It’s a city at the forefront of modern culture. At the center of the boom in all things K-Pop and K-Drama, which has seen the group BTS become the biggest-selling band in the world and movie “Parasite” pick up the Academy Award for best picture.
Through a heady mix of cutting-edge technology and a deep respect for traditions, Seoul has become one of the 21st century’s most tantalizing and important cities.
It’s a place where boy and girl bands use the metaverse to meet their fans in virtual worlds and older residents embrace new technology to showcase their city’s historic, storied ways.
A YouTube sensation
YouTube sensation Jaejae is perhaps the best-qualified person in Seoul to help understand this phenomenon and how it has come to pass. She interviews the biggest stars from Korean music, movies and film on the MMTG YouTube channel, which has almost two million subscribers. In the process, she too has become a star in Korea.
Alongside Hollywood A-listers, her videos include chats with rapper J-Hope, boy band Tomorrow x Together and the group Seventeen. Their fame, like Jaejae’s, has grown wildly in recent years, partly a result of Korea’s ongoing love affair with new technology and how it can develop connections with fans, both at home and overseas.
Koreans’ use of the internet, and social media in particular, has helped fuel Seoul’s development into a global cultural powerhouse, believes Jaejae.

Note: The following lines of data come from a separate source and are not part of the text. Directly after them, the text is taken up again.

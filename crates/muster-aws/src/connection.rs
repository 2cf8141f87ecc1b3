//! Connection managers.
//!
//! A connection manager owns the cloud client for one credential set and
//! one role (classic EC2 or VPC), guards the one-resource-per-entity
//! invariant, and writes converted cloud objects back onto the owning
//! entity's typed record.

use crate::api::{CloudInstance, CloudSecurityGroup, CloudSubnet, CloudVpc, Ec2Api};
use crate::error::{AwsError, Result};
use muster_inventory::{Inventory, ManagerRole, Record};
use serde::Serialize;
use std::sync::Arc;

/// Recorded resource snapshot for one instance entity, as shown by
/// `muster ec2 show`.
#[derive(Debug, Clone, Serialize)]
pub struct InstanceResource {
    pub instance_id: String,
    pub image_id: Option<String>,
    pub region: Option<String>,
    pub placement: Option<String>,
    pub subnet_id: Option<String>,
    pub vpc_id: Option<String>,
}

pub struct ConnectionManager {
    name: String,
    role: ManagerRole,
    default_region: String,
    api: Arc<dyn Ec2Api>,
}

impl ConnectionManager {
    pub fn new(
        name: impl Into<String>,
        role: ManagerRole,
        default_region: impl Into<String>,
        api: Arc<dyn Ec2Api>,
    ) -> Self {
        Self {
            name: name.into(),
            role,
            default_region: default_region.into(),
            api,
        }
    }

    pub fn name(&self) -> &str {
        &self.name
    }

    pub fn role(&self) -> ManagerRole {
        self.role
    }

    pub fn default_region(&self) -> &str {
        &self.default_region
    }

    pub fn api(&self) -> &dyn Ec2Api {
        self.api.as_ref()
    }

    /// Region an instance entity operates in, falling back to the
    /// manager's default.
    pub fn region_of(&self, rec: &muster_inventory::InstanceRecord) -> String {
        rec.effective_region()
            .unwrap_or_else(|| self.default_region.clone())
    }

    /// Bind an instance entity to this manager. Binding is idempotent for
    /// the same manager; an entity bound elsewhere is rejected.
    pub fn bind(&self, inventory: &mut Inventory, entity: &str) -> Result<()> {
        let rec = inventory.instance(entity)?;
        match &rec.manager {
            Some(existing) if existing == &self.name => Ok(()),
            Some(existing) => Err(AwsError::AlreadyBound {
                entity: entity.to_string(),
                resource: format!("manager {}", existing),
            }),
            None => {
                inventory.instance_mut(entity)?.manager = Some(self.name.clone());
                tracing::debug!(entity, manager = %self.name, "bound entity");
                Ok(())
            }
        }
    }

    /// Copy a live instance's fields onto the owning entity's record and
    /// return the snapshot. An entity already holding a different live
    /// instance is a double allocation.
    pub fn record_instance(
        &self,
        inventory: &mut Inventory,
        entity: &str,
        instance: &CloudInstance,
    ) -> Result<InstanceResource> {
        {
            let rec = inventory.instance(entity)?;
            if let Some(existing) = &rec.instance_id {
                if existing != &instance.instance_id {
                    return Err(AwsError::AlreadyBound {
                        entity: entity.to_string(),
                        resource: format!("instance {}", existing),
                    });
                }
            }
        }
        let rec = inventory.instance_mut(entity)?;
        rec.instance_id = Some(instance.instance_id.clone());
        rec.image_id = instance.image_id.clone();
        rec.instance_type = instance.instance_type.clone();
        rec.key_name = instance.key_name.clone();
        rec.region = Some(instance.region.clone());
        rec.placement = instance.placement.clone();
        rec.subnet_id = instance.subnet_id.clone();
        rec.vpc_id = instance.vpc_id.clone();
        tracing::debug!(entity, instance_id = %instance.instance_id, "recorded instance resource");
        Ok(InstanceResource {
            instance_id: instance.instance_id.clone(),
            image_id: instance.image_id.clone(),
            region: Some(instance.region.clone()),
            placement: instance.placement.clone(),
            subnet_id: instance.subnet_id.clone(),
            vpc_id: instance.vpc_id.clone(),
        })
    }

    /// Snapshot of the recorded resource, from local state only.
    pub fn resource_snapshot(
        &self,
        inventory: &Inventory,
        entity: &str,
    ) -> Result<InstanceResource> {
        let rec = inventory.instance(entity)?;
        let instance_id = rec
            .instance_id
            .clone()
            .ok_or_else(|| AwsError::NoInstance(entity.to_string()))?;
        Ok(InstanceResource {
            instance_id,
            image_id: rec.image_id.clone(),
            region: rec.region.clone(),
            placement: rec.placement.clone(),
            subnet_id: rec.subnet_id.clone(),
            vpc_id: rec.vpc_id.clone(),
        })
    }

    pub fn record_vpc(
        &self,
        inventory: &mut Inventory,
        entity: &str,
        vpc: &CloudVpc,
    ) -> Result<()> {
        let ent = inventory.expect_mut(entity)?;
        ent.touch();
        match &mut ent.record {
            Record::Vpc(rec) => {
                rec.vpc_id = vpc.vpc_id.clone();
                rec.region = Some(vpc.region.clone());
                rec.cidr_block = vpc.cidr_block.clone();
                Ok(())
            }
            other => Err(AwsError::Inventory(
                muster_inventory::InventoryError::KindMismatch {
                    name: entity.to_string(),
                    expected: muster_inventory::EntityKind::Vpc,
                    found: other.kind(),
                },
            )),
        }
    }

    pub fn record_subnet(
        &self,
        inventory: &mut Inventory,
        entity: &str,
        subnet: &CloudSubnet,
    ) -> Result<()> {
        let ent = inventory.expect_mut(entity)?;
        ent.touch();
        match &mut ent.record {
            Record::Subnet(rec) => {
                rec.subnet_id = subnet.subnet_id.clone();
                rec.vpc_id = Some(subnet.vpc_id.clone());
                rec.region = Some(subnet.region.clone());
                rec.availability_zone = Some(subnet.availability_zone.clone());
                rec.cidr_block = subnet.cidr_block.clone();
                Ok(())
            }
            other => Err(AwsError::Inventory(
                muster_inventory::InventoryError::KindMismatch {
                    name: entity.to_string(),
                    expected: muster_inventory::EntityKind::Subnet,
                    found: other.kind(),
                },
            )),
        }
    }

    pub fn record_security_group(
        &self,
        inventory: &mut Inventory,
        entity: &str,
        group: &CloudSecurityGroup,
    ) -> Result<()> {
        let ent = inventory.expect_mut(entity)?;
        ent.touch();
        match &mut ent.record {
            Record::SecurityGroup(rec) => {
                rec.group_id = group.group_id.clone();
                rec.group_name = group.group_name.clone();
                rec.vpc_id = group.vpc_id.clone();
                Ok(())
            }
            other => Err(AwsError::Inventory(
                muster_inventory::InventoryError::KindMismatch {
                    name: entity.to_string(),
                    expected: muster_inventory::EntityKind::SecurityGroup,
                    found: other.kind(),
                },
            )),
        }
    }

    /// Every instance in the account together with its live state. When
    /// `regions` is empty the whole account is walked.
    pub async fn list_instance_resources(
        &self,
        regions: &[String],
    ) -> Result<Vec<CloudInstance>> {
        let names: Vec<String> = if regions.is_empty() {
            self.api
                .list_regions()
                .await?
                .into_iter()
                .map(|r| r.name)
                .collect()
        } else {
            regions.to_vec()
        };

        let mut all = Vec::new();
        for region in &names {
            all.extend(self.api.list_instances(region).await?);
        }
        Ok(all)
    }
}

“The people like fascinating things, I think,” she says. “They take a picture or a video… everything they take and upload through the Internet, that content spreads around the world. So that’s why K-Pop or K-Drama is spreading to the world.”
Jaejae describes herself as part of the M-Z Generation, bridging the gap between Millennials and the younger Generation Z. She is also keen to stress that the world she represents is part of a new way of seeing things, something she dubs “Newtro.” This concept, she says, blends a love for the latest things social media and the Internet have to offer with a fascination with all things 1980s and 1990s.
“Retro plus new: newtro,” she explains succinctly. “The word is spreading in Korea.”
It’s on show, she explains, in the brash and hugely popular gaming parlors, where new and old games mingle and locals spend hours playing new titles in a resolutely old school setting. It’s evident, too, outside Seoul’s beautiful Gyeongbokgung Palace, where young people dress in traditional hanbok dresses, all the better to feel closer to the history of their hometown.